§ DATA UNDER STUDY
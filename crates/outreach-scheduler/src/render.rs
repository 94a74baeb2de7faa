//! Late-bound template rendering.
//!
//! Subject/body are stored with `{{ns.field}}` placeholders and only
//! substituted at send time, so edits to a recipient between enqueue
//! and delivery are reflected. Unknown placeholders render blank;
//! rendering itself never fails.

use std::sync::LazyLock;

use outreach_core::types::{Recipient, SendingIdentity};
use regex::Regex;
use serde_json::{Value, json};

static PLACEHOLDER: LazyLock<Regex> =
    LazyLock::new(|| Regex::new(r"\{\{([^}]+)\}\}").expect("placeholder pattern"));

/// Substitute `{{ns.field}}` placeholders from `context`. Unknown or
/// null paths become the empty string.
pub fn render(text: &str, context: &Value) -> String {
    PLACEHOLDER
        .replace_all(text, |caps: &regex::Captures<'_>| {
            lookup(context, caps[1].trim()).unwrap_or_default()
        })
        .into_owned()
}

fn lookup(context: &Value, path: &str) -> Option<String> {
    let mut current = context;
    for part in path.split('.') {
        current = current.get(part)?;
    }
    match current {
        Value::Null => None,
        Value::String(s) => Some(s.clone()),
        other => Some(other.to_string()),
    }
}

/// Build the substitution context for one recipient. Both the
/// `candidate` and `contact` namespaces are always present — templates
/// written against either keep working when a task is retargeted from
/// one group kind to the other.
pub fn render_context(recipient: &Recipient, identity: Option<&SendingIdentity>) -> Value {
    let salutation = recipient.salutation();
    let email = recipient.email().unwrap_or_default();

    let (candidate_ns, contact_ns) = match recipient {
        Recipient::Candidate(c) => {
            let candidate = json!({
                "name": c.name,
                "salutation": salutation,
                "primary_email": email,
                "location": c.location.clone().unwrap_or_default(),
                "gender": c.gender.as_str(),
                "predicted_position": c.predicted_position.clone().unwrap_or_default(),
                "keywords": c.keywords.join(", "),
            });
            let contact = json!({
                "name": c.name,
                "salutation": salutation,
                "email": email,
                "company": "",
                "position": c.predicted_position.clone().unwrap_or_default(),
                "department": "",
            });
            (candidate, contact)
        }
        Recipient::Contact(c) => {
            let contact = json!({
                "name": c.name,
                "salutation": salutation,
                "email": email,
                "company": c.company,
                "position": c.position.clone().unwrap_or_default(),
                "department": c.department.clone().unwrap_or_default(),
            });
            let candidate = json!({
                "name": c.name,
                "salutation": salutation,
                "primary_email": email,
                "location": "",
                "gender": c.gender.as_str(),
                "predicted_position": c.position.clone().unwrap_or_default(),
                "keywords": "",
            });
            (candidate, contact)
        }
    };

    let sender_ns = match identity {
        Some(identity) => json!({
            "name": identity.sender_name.clone().unwrap_or_else(|| identity.address.clone()),
            "address": identity.address,
            "signature": identity.signature.clone().unwrap_or_default(),
        }),
        None => json!({}),
    };

    json!({
        "candidate": candidate_ns,
        "contact": contact_ns,
        "sender": sender_ns,
    })
}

§ WORK INSTRUCTIONS
Copy out all lines from the material above that contain the string "clone".

§ SOLUTION FOR THIS TASK
        Value::String(s) => Some(s.clone()),
                "location": c.location.clone().unwrap_or_default(),
                "predicted_position": c.predicted_position.clone().unwrap_or_default(),
                "position": c.predicted_position.clone().unwrap_or_default(),
                "position": c.position.clone().unwrap_or_default(),
                "department": c.department.clone().unwrap_or_default(),
                "predicted_position": c.position.clone().unwrap_or_default(),
            "name": identity.sender_name.clone().unwrap_or_else(|| identity.address.clone()),
            "signature": identity.signature.clone().unwrap_or_default(),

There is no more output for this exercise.